Dalam rangka menyambut HUT ke-60, Departemen Kriminologi FISIP UI menggelar acara simposium Pemolisian Komunitas di Indonesia dan di Jepang pada Rabu, (31/8). Program diisi dengan serangkaian diskusi panel yang menghadirkan panelis dari berbagai stakeholders. Salah satu diskusi panel yang digelar mengangkat tema mengenai bagaimana pengaruh pemolisian Jepang terhadap pemolisian Indonesia dan sebaliknya?
Dalam diskusi panel tersebut, ditegaskan bahwa hubungan kerja sama antara kepolisian Indonesia dan Jepang telah terjalin untuk waktu yang lama. Salah satu bentuk kerja sama adalah upaya untuk mendorong praktik pemolisian masyarakat (Polmas) di Indonesia. Polmas atau pemolisian komunitas (community policing) sendiri merupakan salah satu bentuk pemolisian yang dikedepankan oleh POLRI saat ini.
Praktik ini mengedepankan keterlibatan masyarakat untuk mengurangi angka kejahatan dan ketakutan terhadap kejahatan. Koordinator program JICA Anzai Toshiya menyatakan, tentunya Jepang sangat berharap adanya peningkatan kualitas implementasi pemolisian masyarakat di Indonesia melalui kerja sama antara kedua negara ini.
Namun Anzai juga menegaskan perlunya penekanan terhadap beberapa hal dalam implementasi Polmas di Indonesia, salah satunya evaluasi. “Evaluasi terhadap kegiatan petugas di lapangan mempengaruhi motivasi yang bersangkutan, lalu itu terkait langsung dengan kualitas kinerja kerjanya,” ujar Anzai.
Sementara itu, Kriminolog FISIP UI Prof. Adrianus Meliala menyatakan, banyak hal yang perlu diperbaiki dari implementasi Polmas di Indonesia. Minimnya anggaran, SDM hingga peralatan dalam setiap program-program Polmas di Indonesia, merupakan hambatan-hambatan yang memerlukan solusi segera.
Lebih lanjut Guru Besar Kriminologi itu mengatakan, Jepang sebagai sahabat Indonesia sangat konsisten memperkenalkan konsep community policing karena dibandingkan dengan negara-negara lain yang sudah membantu POLRI dalam rangka reformasi kepolisian maka Jepang sangat konservatif dan harapannya community policing bisa berlaku di Indonesia.
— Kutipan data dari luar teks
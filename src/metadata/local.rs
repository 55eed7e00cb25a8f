//! Local JSON document metadata store.
//!
//! The whole collection lives in one pretty-printed JSON file of the form
//! `{"files": [...]}`.  Every save rewrites the document: the new content
//! goes to a temp file in the same directory, is fsynced, then renamed over
//! the old document, so readers see either the old or the new version.

use std::future::Future;
use std::io::Write;
use std::path::{Path, PathBuf};
use std::pin::Pin;

use tempfile::NamedTempFile;
use tracing::info;

use super::store::{LoadOutcome, MetadataCollection, MetadataStore, RecoveryReason};

/// Stores the metadata collection as a JSON file on the local filesystem.
pub struct JsonMetadataStore {
    path: PathBuf,
}

impl JsonMetadataStore {
    /// Open the document at `path`, creating `{"files": []}` (and any
    /// missing parent directories) if it does not exist yet.
    pub fn new(path: impl Into<PathBuf>) -> anyhow::Result<Self> {
        let path = path.into();
        std::fs::create_dir_all(parent_dir(&path))?;
        let store = Self { path };
        if !store.path.exists() {
            write_document(&store.path, &MetadataCollection::default())?;
            info!("Created empty metadata document at {}", store.path.display());
        }
        Ok(store)
    }

    pub fn path(&self) -> &Path {
        &self.path
    }
}

impl MetadataStore for JsonMetadataStore {
    fn load(&self) -> Pin<Box<dyn Future<Output = LoadOutcome> + Send + '_>> {
        Box::pin(async move { read_document(&self.path) })
    }

    fn save<'a>(
        &'a self,
        collection: &'a MetadataCollection,
    ) -> Pin<Box<dyn Future<Output = anyhow::Result<()>> + Send + 'a>> {
        Box::pin(async move { write_document(&self.path, collection) })
    }
}

fn parent_dir(path: &Path) -> PathBuf {
    match path.parent() {
        Some(p) if !p.as_os_str().is_empty() => p.to_path_buf(),
        _ => PathBuf::from("."),
    }
}

fn read_document(path: &Path) -> LoadOutcome {
    let bytes = match std::fs::read(path) {
        Ok(b) => b,
        Err(e) if e.kind() == std::io::ErrorKind::NotFound => {
            return LoadOutcome::recovered(RecoveryReason::Missing);
        }
        Err(e) => return LoadOutcome::recovered(RecoveryReason::Unreadable(e.to_string())),
    };
    match serde_json::from_slice::<MetadataCollection>(&bytes) {
        Ok(collection) => LoadOutcome::Loaded(collection),
        Err(e) => LoadOutcome::recovered(RecoveryReason::Malformed(e.to_string())),
    }
}

fn write_document(path: &Path, collection: &MetadataCollection) -> anyhow::Result<()> {
    let json = serde_json::to_vec_pretty(collection)?;
    let mut temp = NamedTempFile::new_in(parent_dir(path))?;
    temp.write_all(&json)?;
    temp.as_file().sync_all()?;
    temp.persist(path)?;
    Ok(())
}
//! Local filesystem storage backend.
//!
//! Files are stored flat under a configurable upload directory, named by
//! their stored name.  Incoming streams are written to `.tmp/` first and
//! renamed into place only once complete, so a rejected, interrupted or
//! cancelled upload never leaves a partial file in the upload directory.

use futures::StreamExt;
use std::future::Future;
use std::path::PathBuf;
use std::pin::Pin;
use tokio::io::AsyncWriteExt;
use tokio_util::io::ReaderStream;
use tracing::{debug, warn};

use super::backend::{ByteStream, StorageBackend, StoredContent, WriteError};
use crate::validation::is_safe_stored_name;

const TEMP_DIR: &str = ".tmp";

/// Stores uploaded files on the local filesystem.
pub struct LocalBackend {
    /// Directory holding the stored files.
    root: PathBuf,
}

impl LocalBackend {
    /// Create a new `LocalBackend` rooted at `root`.
    ///
    /// The directory is created if it does not exist. Leftover temp files
    /// from a previous run are removed.
    pub fn new(root: impl Into<PathBuf>) -> anyhow::Result<Self> {
        let root = root.into();
        std::fs::create_dir_all(&root)?;
        let tmp = root.join(TEMP_DIR);
        std::fs::create_dir_all(&tmp)?;

        let mut purged = 0usize;
        for entry in std::fs::read_dir(&tmp)? {
            let entry = entry?;
            if entry.file_type()?.is_file() {
                std::fs::remove_file(entry.path())?;
                purged += 1;
            }
        }
        if purged > 0 {
            warn!("Removed {} stale partial upload(s) from {}", purged, tmp.display());
        }

        Ok(Self { root })
    }

    /// Resolve a stored name to a file path inside the root directory.
    ///
    /// Rejects anything that could escape the root or address the temp
    /// area.
    fn resolve(&self, name: &str) -> anyhow::Result<PathBuf> {
        if !is_safe_stored_name(name) {
            anyhow::bail!("Unsafe stored name: {:?}", name);
        }
        Ok(self.root.join(name))
    }

    /// Generate a temp file path under .tmp/ for staged writes.
    fn temp_path(&self) -> PathBuf {
        let id = uuid::Uuid::new_v4();
        self.root.join(TEMP_DIR).join(format!("tmp-{}", id))
    }
}

/// Removes a staged temp file when dropped, unless disarmed after the
/// rename succeeded. Covers the handler future being dropped mid-upload.
struct TempFileGuard {
    path: PathBuf,
    armed: bool,
}

impl TempFileGuard {
    fn new(path: PathBuf) -> Self {
        Self { path, armed: true }
    }

    fn disarm(mut self) {
        self.armed = false;
    }
}

impl Drop for TempFileGuard {
    fn drop(&mut self) {
        if self.armed {
            if let Err(e) = std::fs::remove_file(&self.path) {
                if e.kind() != std::io::ErrorKind::NotFound {
                    warn!("Failed to remove partial upload {}: {}", self.path.display(), e);
                }
            } else {
                debug!("Discarded partial upload {}", self.path.display());
            }
        }
    }
}

impl StorageBackend for LocalBackend {
    fn write_stream<'a>(
        &'a self,
        name: &'a str,
        mut body: ByteStream<'a>,
        limit: u64,
    ) -> Pin<Box<dyn Future<Output = Result<u64, WriteError>> + Send + 'a>> {
        Box::pin(async move {
            let final_path = self.resolve(name)?;
            if final_path.exists() {
                return Err(anyhow::anyhow!("Stored name already in use: {}", name).into());
            }

            let tmp_path = self.temp_path();
            let guard = TempFileGuard::new(tmp_path.clone());
            let mut file = tokio::fs::File::create(&tmp_path)
                .await
                .map_err(anyhow::Error::from)?;

            let mut written: u64 = 0;
            while let Some(chunk) = body.next().await {
                let chunk = chunk.map_err(WriteError::Interrupted)?;
                written += chunk.len() as u64;
                if written > limit {
                    return Err(WriteError::TooLarge { limit });
                }
                file.write_all(&chunk).await.map_err(anyhow::Error::from)?;
            }

            file.sync_all().await.map_err(anyhow::Error::from)?;
            drop(file);

            tokio::fs::rename(&tmp_path, &final_path)
                .await
                .map_err(anyhow::Error::from)?;
            guard.disarm();

            Ok(written)
        })
    }

    fn get(
        &self,
        name: &str,
    ) -> Pin<Box<dyn Future<Output = anyhow::Result<Option<StoredContent>>> + Send + '_>> {
        let name = name.to_string();
        Box::pin(async move {
            let path = self.resolve(&name)?;
            let file = match tokio::fs::File::open(&path).await {
                Ok(f) => f,
                Err(e) if e.kind() == std::io::ErrorKind::NotFound => return Ok(None),
                Err(e) => return Err(e.into()),
            };
            let meta = file.metadata().await?;
            if !meta.is_file() {
                return Ok(None);
            }
            Ok(Some(StoredContent {
                size: meta.len(),
                body: ReaderStream::new(file).boxed(),
            }))
        })
    }

    fn delete(
        &self,
        name: &str,
    ) -> Pin<Box<dyn Future<Output = anyhow::Result<bool>> + Send + '_>> {
        let name = name.to_string();
        Box::pin(async move {
            let path = self.resolve(&name)?;
            match tokio::fs::remove_file(&path).await {
                Ok(()) => Ok(true),
                Err(e) if e.kind() == std::io::ErrorKind::NotFound => Ok(false),
                Err(e) => Err(e.into()),
            }
        })
    }

    fn list_names(
        &self,
    ) -> Pin<Box<dyn Future<Output = anyhow::Result<Vec<String>>> + Send + '_>> {
        Box::pin(async move {
            let mut names = Vec::new();
            let mut entries = tokio::fs::read_dir(&self.root).await?;
            while let Some(entry) = entries.next_entry().await? {
                if !entry.file_type().await?.is_file() {
                    continue;
                }
                if let Some(name) = entry.file_name().to_str() {
                    if !name.starts_with('.') {
                        names.push(name.to_string());
                    }
                }
            }
            names.sort();
            Ok(names)
        })
    }
}

// ── Tests ───────────────────────────────────────────────────────────
//! In-memory storage backend.
//!
//! Holds file content in a `HashMap` behind a mutex. Chunks are buffered
//! until the stream completes, so an aborted or oversized upload is simply
//! dropped.

use bytes::{Bytes, BytesMut};
use futures::{stream, StreamExt};
use std::collections::HashMap;
use std::future::Future;
use std::pin::Pin;
use std::sync::Mutex;

use super::backend::{ByteStream, StorageBackend, StoredContent, WriteError};
use crate::validation::is_safe_stored_name;

#[derive(Default)]
pub struct MemoryBackend {
    files: Mutex<HashMap<String, Bytes>>,
}

impl MemoryBackend {
    pub fn new() -> Self {
        Self::default()
    }

    fn check_name(name: &str) -> anyhow::Result<()> {
        if !is_safe_stored_name(name) {
            anyhow::bail!("Unsafe stored name: {:?}", name);
        }
        Ok(())
    }

    fn files(&self) -> anyhow::Result<std::sync::MutexGuard<'_, HashMap<String, Bytes>>> {
        self.files
            .lock()
            .map_err(|_| anyhow::anyhow!("storage mutex poisoned"))
    }
}

impl StorageBackend for MemoryBackend {
    fn write_stream<'a>(
        &'a self,
        name: &'a str,
        mut body: ByteStream<'a>,
        limit: u64,
    ) -> Pin<Box<dyn Future<Output = Result<u64, WriteError>> + Send + 'a>> {
        Box::pin(async move {
            Self::check_name(name)?;
            let taken = self.files()?.contains_key(name);
            if taken {
                return Err(anyhow::anyhow!("Stored name already in use: {}", name).into());
            }

            let mut buf = BytesMut::new();
            while let Some(chunk) = body.next().await {
                let chunk = chunk.map_err(WriteError::Interrupted)?;
                if (buf.len() + chunk.len()) as u64 > limit {
                    return Err(WriteError::TooLarge { limit });
                }
                buf.extend_from_slice(&chunk);
            }

            let written = buf.len() as u64;
            self.files()?.insert(name.to_string(), buf.freeze());
            Ok(written)
        })
    }

    fn get(
        &self,
        name: &str,
    ) -> Pin<Box<dyn Future<Output = anyhow::Result<Option<StoredContent>>> + Send + '_>> {
        let name = name.to_string();
        Box::pin(async move {
            Self::check_name(&name)?;
            let data = self.files()?.get(&name).cloned();
            Ok(data.map(|data| StoredContent {
                size: data.len() as u64,
                body: stream::once(async move { Ok(data) }).boxed(),
            }))
        })
    }

    fn delete(
        &self,
        name: &str,
    ) -> Pin<Box<dyn Future<Output = anyhow::Result<bool>> + Send + '_>> {
        let name = name.to_string();
        Box::pin(async move {
            Self::check_name(&name)?;
            Ok(self.files()?.remove(&name).is_some())
        })
    }

    fn list_names(
        &self,
    ) -> Pin<Box<dyn Future<Output = anyhow::Result<Vec<String>>> + Send + '_>> {
        Box::pin(async move {
            let mut names: Vec<String> = self.files()?.keys().cloned().collect();
            names.sort();
            Ok(names)
        })
    }
}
Ia mengatakan bahwa menjadi penting untuk melihat kembali sejauh mana POLRI telah mengambil ide dari community policing dan memakainya sebagai suatu praktek atau kegiatan, contohnya seperti Bhambinkamtibmas (Bhayangkara Pembina Keamanan dan Ketertiban Masyarakat) yang dibentuk dengan empat puluh ribu personel di seluruh wilayah Indonesia.
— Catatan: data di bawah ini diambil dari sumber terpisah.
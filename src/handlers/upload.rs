//! `POST /upload` -- multipart file ingestion.
//!
//! An upload runs in two phases.  Staging streams the `file` part into
//! storage and reads the optional `metadata` part; nothing is visible to
//! readers yet.  Committing builds the [`FileRecord`] and prepends it
//! through the catalog.  A failure during staging removes the stored
//! content again; a failure during commit leaves it orphaned on disk.

use std::sync::Arc;

use axum::extract::multipart::{Field, MultipartRejection};
use axum::extract::{Multipart, State};
use axum::Json;
use chrono::SecondsFormat;
use futures::StreamExt;
use serde::Serialize;
use tracing::{debug, error, info, warn};
use utoipa::ToSchema;

use crate::errors::ApiError;
use crate::metadata::store::FileRecord;
use crate::metrics;
use crate::storage::backend::WriteError;
use crate::validation::{
    generate_id, generate_stored_name, mime_allowed, normalize_mime, parse_user_metadata,
    sanitize_original_name,
};
use crate::AppState;

/// Body of a successful upload.
#[derive(Debug, Serialize, ToSchema)]
pub struct UploadResponse {
    pub success: bool,
    pub file: FileRecord,
}

/// Multipart form accepted by `POST /upload`. Documentation only.
#[derive(ToSchema)]
#[allow(dead_code)]
pub struct UploadForm {
    /// File content. The part's filename and content type are recorded.
    #[schema(value_type = String)]
    file: Vec<u8>,
    /// JSON object stored alongside the file.
    metadata: Option<String>,
}

/// File content already written to storage, not yet recorded.
#[derive(Debug)]
struct StagedFile {
    stored_name: String,
    original_name: String,
    mime_type: String,
    size: u64,
}

/// Upload a file with optional JSON metadata.
#[utoipa::path(
    post,
    path = "/upload",
    tag = "Files",
    request_body(content = UploadForm, content_type = "multipart/form-data"),
    responses(
        (status = 200, description = "File stored", body = UploadResponse),
        (status = 400, description = "No file, malformed metadata or broken multipart body"),
        (status = 413, description = "File exceeds the size limit"),
        (status = 415, description = "File type not allowed"),
        (status = 500, description = "Internal error")
    )
)]
pub async fn upload_file(
    State(state): State<Arc<AppState>>,
    multipart: Result<Multipart, MultipartRejection>,
) -> Result<Json<UploadResponse>, ApiError> {
    let mut multipart = multipart
        .map_err(|e| ApiError::bad_request(format!("Invalid multipart request: {}", e.body_text())))?;

    let mut staged: Option<StagedFile> = None;
    let user_metadata = match read_form(&state, &mut multipart, &mut staged).await {
        Ok(m) => m,
        Err(e) => {
            if let Some(file) = staged {
                discard(&state, &file.stored_name).await;
            }
            metrics::record_upload("rejected", 0);
            return Err(e);
        }
    };

    let file = match staged {
        Some(f) => f,
        None => {
            metrics::record_upload("rejected", 0);
            return Err(ApiError::bad_request("No file uploaded"));
        }
    };

    let record = FileRecord {
        id: generate_id(),
        path: format!("/uploads/{}", file.stored_name),
        stored_name: file.stored_name,
        original_name: file.original_name,
        mime_type: file.mime_type,
        size_bytes: file.size,
        uploaded_at: chrono::Utc::now().to_rfc3339_opts(SecondsFormat::Millis, true),
        user_metadata: user_metadata
            .unwrap_or_else(|| serde_json::Value::Object(serde_json::Map::new())),
    };

    match state.catalog.insert(record.clone()).await {
        Ok(count) => metrics::set_file_count(count),
        Err(e) => {
            error!(
                stored_name = %record.stored_name,
                "Metadata write failed after content was stored; file is orphaned"
            );
            metrics::record_upload("failed", 0);
            return Err(ApiError::InternalError(e));
        }
    }

    info!(
        id = %record.id,
        stored_name = %record.stored_name,
        size = record.size_bytes,
        "File uploaded"
    );
    metrics::record_upload("stored", record.size_bytes);
    Ok(Json(UploadResponse {
        success: true,
        file: record,
    }))
}

/// Walk the multipart body. Stages the `file` part into `staged` and
/// returns the parsed `metadata` object, if any. Unknown parts are skipped.
///
/// Metadata is parsed as soon as its part ends, so a bad value stops the
/// walk before any later `file` part reaches storage.
async fn read_form(
    state: &AppState,
    multipart: &mut Multipart,
    staged: &mut Option<StagedFile>,
) -> Result<Option<serde_json::Value>, ApiError> {
    let mut metadata = None;
    loop {
        let field = match multipart.next_field().await {
            Ok(Some(field)) => field,
            Ok(None) => break,
            Err(e) => {
                debug!("Failed to read multipart field: {}", e);
                return Err(ApiError::bad_request("Invalid multipart data"));
            }
        };
        let name = field.name().map(str::to_owned);
        match name.as_deref() {
            Some("file") => {
                if staged.is_some() {
                    return Err(ApiError::bad_request("Only one file may be uploaded per request"));
                }
                // A `file` part without a filename is a plain text field.
                if field.file_name().is_none() {
                    return Err(ApiError::bad_request("No file uploaded"));
                }
                *staged = Some(stage_file(state, field).await?);
            }
            Some("metadata") => {
                let limit = state.config.limits.max_metadata_bytes;
                let raw = read_capped_text(field, limit).await?;
                metadata = Some(parse_user_metadata(Some(&raw))?);
            }
            other => debug!("Ignoring multipart field {:?}", other),
        }
    }
    Ok(metadata)
}

/// Validate the declared type, then stream the part into storage.
async fn stage_file(state: &AppState, field: Field<'_>) -> Result<StagedFile, ApiError> {
    let mime_type = normalize_mime(field.content_type());
    if !mime_allowed(&mime_type, &state.config.limits.allowed_mime_types) {
        debug!("Rejected upload with type {}", mime_type);
        return Err(ApiError::UnsupportedMediaType { mime_type });
    }

    let original_name = sanitize_original_name(field.file_name());
    let stored_name = generate_stored_name(&original_name);
    let limit = state.config.limits.max_file_size;

    let body = field
        .map(|chunk| chunk.map_err(|e| std::io::Error::other(e.to_string())))
        .boxed();
    let size = state
        .storage
        .write_stream(&stored_name, body, limit)
        .await
        .map_err(|e| match e {
            WriteError::TooLarge { limit } => ApiError::PayloadTooLarge { limit },
            WriteError::Interrupted(e) => ApiError::bad_request(format!("Upload interrupted: {e}")),
            WriteError::Backend(e) => ApiError::InternalError(e),
        })?;

    Ok(StagedFile {
        stored_name,
        original_name,
        mime_type,
        size,
    })
}

/// Read a text part, refusing more than `limit` bytes.
async fn read_capped_text(mut field: Field<'_>, limit: usize) -> Result<String, ApiError> {
    let mut buf = Vec::new();
    loop {
        let chunk = field.chunk().await.map_err(|e| {
            debug!("Failed to read metadata field: {}", e);
            ApiError::bad_request("Invalid multipart data")
        })?;
        let Some(chunk) = chunk else { break };
        if buf.len() + chunk.len() > limit {
            return Err(ApiError::bad_request(format!(
                "Metadata exceeds {limit} bytes"
            )));
        }
        buf.extend_from_slice(&chunk);
    }
    String::from_utf8(buf).map_err(|_| ApiError::bad_request("Metadata must be UTF-8"))
}

async fn discard(state: &AppState, stored_name: &str) {
    if let Err(e) = state.storage.delete(stored_name).await {
        warn!("Failed to discard staged file {}: {:#}", stored_name, e);
    }
}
Namun di sisi lain fungsi kepolisian lainnya yang vital, model perpolisian non-community yang juga diperkuat seperti Korbrimob yang bertugas menanggulangi ancaman ketertiban dan keamanan masyarakat yang berintensitas tinggi, Prof. Adrianus menyatakan, bahwa Bhambinkamtibmas yang masih melangami kekurangan personel dikarenakan harus mengurusi empat sampai lima desa dengan motor dan bahan bakar seadanya, seharusnya jika memulai suatu program maka dilengkapi sarana dan prasarananya gara dapat bekerja dengan baik.
Terkait dengan implementasi Polmas ini Yundini Husni, dosen Perguruan Tinggi Ilmu Kepolisian RI juga mengatakan, kepolisian RI seyogianya bisa memanfaatkan peluang kerja sama Jepang ini dengan sebaik-baiknya. Yundini juga berharap agar program yang baik ini tidak hanya direspons di awal, tapi juga bisa terus berlanjut dan dilakukan secara serius dan konsisten.
Dari pihak kepolisian yang diwakili oleh Wakapolres Jakarta Barat Bismo Teguh Prakoso, dinyatakan bahwa implementasi Polmas sudah berjalan baik di wilayahnya. Melalui kombinasi implementasi community policing serta problem oriented policing, Bismo meyakini cara ini bisa efektif dalam mengurangi angka kejahatan dan ketakutan akan kejahatan. Bismo juga mengatakan, untuk mengatasi angka kejahatan, pihaknya melakukan pendekatan berbasis nilai-nilai budaya. Hal ini penting dilakukan terlebih saat harus menghadapi masyarakat yang sifatnya heterogen.